— TASK DESCRIPTION —
Where the listing below has a line with "the location disappears.", write out exactly that line and every line after it, stopping after the line with "the current scope".

▼

//! Page Filters
//!
//! Company and location filters on list pages. Until the user touches them they
//! follow the scope context; afterwards they are pinned and only narrowed. The
//! location filter falls back to "all" whenever it stops matching the company
//! filter or the location disappears.

use crate::domain::{CompanyId, Location, LocationId};
use crate::states::{ReferenceStore, ScopeContext};

/// `None` on either axis means "all"
#[derive(Debug, Clone, Default, PartialEq, Eq)]
pub struct PageFilters {
    company: Option<CompanyId>,
    location: Option<LocationId>,
    pinned: bool,
}

impl PageFilters {
    /// Filters seeded from the current scope
    pub fn seeded(scope: &ScopeContext, refs: &ReferenceStore) -> Self {
        let mut filters = Self::default();
        filters.follow(scope, refs);
        filters
    }

    pub fn company(&self) -> Option<&CompanyId> {
        self.company.as_ref()
    }

    pub fn location(&self) -> Option<&LocationId> {
        self.location.as_ref()
    }

    pub fn is_pinned(&self) -> bool {
        self.pinned
    }

    /// Re-seed from scope unless the user has pinned the filters
    pub fn follow(&mut self, scope: &ScopeContext, refs: &ReferenceStore) {
        if self.pinned {
            self.normalize(refs);
            return;
        }
        self.location = scope.location_id.clone();
        self.company = match &scope.location_id {
            Some(location) => refs
                .company_id_of_location(location)
                .cloned()
                .or_else(|| scope.company_id.clone()),
            None => scope.company_id.clone(),
        };
        self.normalize(refs);
    }

    pub fn set_company(&mut self, company: Option<CompanyId>, refs: &ReferenceStore) {
        self.company = company;
        self.pinned = true;
        self.normalize(refs);
    }

    pub fn set_location(&mut self, location: Option<LocationId>, refs: &ReferenceStore) {
        self.location = location;
        self.pinned = true;
        self.normalize(refs);
    }

    /// Hand control back to the scope context
    pub fn unpin(&mut self, scope: &ScopeContext, refs: &ReferenceStore) {
        self.pinned = false;
        self.follow(scope, refs);
    }

    fn normalize(&mut self, refs: &ReferenceStore) {
        let Some(location_id) = &self.location else {
            return;
        };
        let valid = match (refs.location(location_id), &self.company) {
            (None, _) => false,
            (Some(_), None) => true,
            (Some(location), Some(company)) => &location.company_id == company,
        };
        if !valid {
            self.location = None;
        }
    }

    /// Options for the location picker under the current company filter
    pub fn location_options<'a>(&self, refs: &'a ReferenceStore) -> Vec<&'a Location> {
        refs.locations()
            .iter()
            .filter(|l| self.company.as_ref().is_none_or(|c| &l.company_id == c))
            .collect()
    }

    pub fn matches(&self, company: &CompanyId, location: &LocationId) -> bool {
        self.company.as_ref().is_none_or(|c| c == company)
            && self.location.as_ref().is_none_or(|l| l == location)
    }
}

#[cfg(test)]
mod tests {
    use super::*;
    use crate::states::reference::fixtures::two_company_store;

    fn scope(company: Option<&str>, location: Option<&str>) -> ScopeContext {
        ScopeContext {
            company_id: company.map(CompanyId::from),
            location_id: location.map(LocationId::from),
            ..ScopeContext::default()
        }
    }

    #[test]
    fn test_seeded_from_location_derives_company() {
        let refs = two_company_store();
        let filters = PageFilters::seeded(&scope(None, Some("loc-3")), &refs);
        assert_eq!(filters.company().map(|c| c.as_str()), Some("co-b"));
        assert_eq!(filters.location().map(|l| l.as_str()), Some("loc-3"));
    }

    #[test]
    fn test_company_change_resets_location() {
        let refs = two_company_store();
        let mut filters = PageFilters::seeded(&scope(Some("co-a"), Some("loc-1")), &refs);
        filters.set_company(Some("co-b".into()), &refs);
        assert_eq!(filters.location(), None);
        assert!(filters.is_pinned());
        let names: Vec<&str> = filters
            .location_options(&refs)
            .iter()
            .map(|l| l.name.as_str())
            .collect();
        assert_eq!(names, ["Uptown"]);
    }

    #[test]
    fn test_pinned_filters_ignore_scope() {
        let refs = two_company_store();
        let mut filters = PageFilters::seeded(&scope(Some("co-a"), None), &refs);
        filters.set_location(Some("loc-2".into()), &refs);
        filters.follow(&scope(Some("co-b"), None), &refs);
        assert_eq!(filters.company().map(|c| c.as_str()), Some("co-a"));
        filters.unpin(&scope(Some("co-b"), None), &refs);
        assert_eq!(filters.company().map(|c| c.as_str()), Some("co-b"));
        assert_eq!(filters.location(), None);
    }

    #[test]
    fn test_matches() {
        let refs = two_company_store();
        let filters = PageFilters::seeded(&scope(Some("co-a"), None), &refs);
        assert!(filters.matches(&"co-a".into(), &"loc-2".into()));
        assert!(!filters.matches(&"co-b".into(), &"loc-3".into()));
        assert!(PageFilters::default().matches(&"co-b".into(), &"loc-3".into()));
    }
}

▲

— RESPONSE BOX —
//! filter or the location disappears.

use crate::domain::{CompanyId, Location, LocationId};
use crate::states::{ReferenceStore, ScopeContext};

/// `None` on either axis means "all"
#[derive(Debug, Clone, Default, PartialEq, Eq)]
pub struct PageFilters {
    company: Option<CompanyId>,
    location: Option<LocationId>,
    pinned: bool,
}

impl PageFilters {
    /// Filters seeded from the current scope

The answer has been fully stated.